New York is too hot, too sweaty; good beaches are too far away. Complaining about the humidity is as much a competitive sport as bagging invitations to a friend’s house in the Hamptons or Jersey Shore. I don’t mind. More space for the rest of us.
Summer in New York is an odd time. The streets – outside of the tourist landmarks – feel wider; the pace seems slower. And, for three months each year, the city feels like a community. It’s the time when a famously tribal city, where wealth and class all too often transform neighborhoods into insular enclaves, briefly comes together.
Street fairs pop up on avenues and side-streets alike. In Central Park, tickets to Shakespeare in the Park are available to anyone lucky enough to get tickets through the online lottery – willing to rise at dawn to line up. Students, office workers, and retirees alike stretch out along the grass, sharing picnic food (or early-morning wine) as the wait for tickets grows ever-longer.

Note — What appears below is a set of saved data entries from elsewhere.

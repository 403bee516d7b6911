//! Counters collected while reading and delivering a track

use serde::Serialize;

/// Frame reader counters
#[derive(Debug, Default, Clone, Copy, PartialEq, Eq, Serialize)]
pub struct ReadStats {
    /// Complete frames handed out
    pub frames: u64,
    pub bytes: u64,
    /// Runs of invalid headers (one per loss of sync)
    pub bad_runs: u64,
    /// Header windows rejected inside those runs
    pub bad_headers: u64,
    /// Successful resynchronizations
    pub resyncs: u64,
}

/// Per-track delivery counters
#[derive(Debug, Default, Clone, Copy, PartialEq, Serialize)]
pub struct DeliveryStats {
    pub frames_sent: u64,
    pub bytes_sent: u64,
    pub iterations: u64,
    pub catch_up_iterations: u64,
    pub steady_iterations: u64,
    pub shed_iterations: u64,
    pub max_send_lag_ms: i64,
    pub last_buffer_ahead_ms: i64,
    pub read: ReadStats,
}

impl DeliveryStats {
    pub fn new() -> Self {
        Self::default()
    }

    pub fn record_batch(&mut self, frames: usize, bytes: usize) {
        self.frames_sent += frames as u64;
        self.bytes_sent += bytes as u64;
        self.iterations += 1;
    }

    pub fn record_pace(&mut self, band: crate::pacer::Band, buffer_ahead_ms: i64, send_lag_ms: i64) {
        use crate::pacer::Band;
        match band {
            Band::CatchUp => self.catch_up_iterations += 1,
            Band::Steady => self.steady_iterations += 1,
            Band::Shed => self.shed_iterations += 1,
        }
        self.last_buffer_ahead_ms = buffer_ahead_ms;
        self.max_send_lag_ms = self.max_send_lag_ms.max(send_lag_ms);
    }

    /// Average bitrate actually pushed, in kbps
    pub fn sent_kbps(&self, elapsed_ms: i64) -> f64 {
        if elapsed_ms <= 0 {
            return 0.0;
        }
        self.bytes_sent as f64 * 8.0 / elapsed_ms as f64
    }
}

At Lincoln Center – where prices for opera and ballet are often dizzying – the outdoor space is transformed into Midsummer Night’s Swing: a nightly series of dances to live jazz bands. Admission is $25 but a regular community of passionate dancers kick up their heels right outside the cordoned dance area – same music, fewer crowds – for free. At Bryant Park, classic films are screened against the Library’s back walls. There are no velvet ropes, no guest lists, no $100 tickets or $20 cocktails. Everything is accessible, for a change.
Come fall, of course, we all return to our tribes: hipsters gulp down PBR in Bushwick, hedge fund managers pour champagne on the Upper East Side. But for a couple of months a year we’re all just New Yorkers. At least for a while.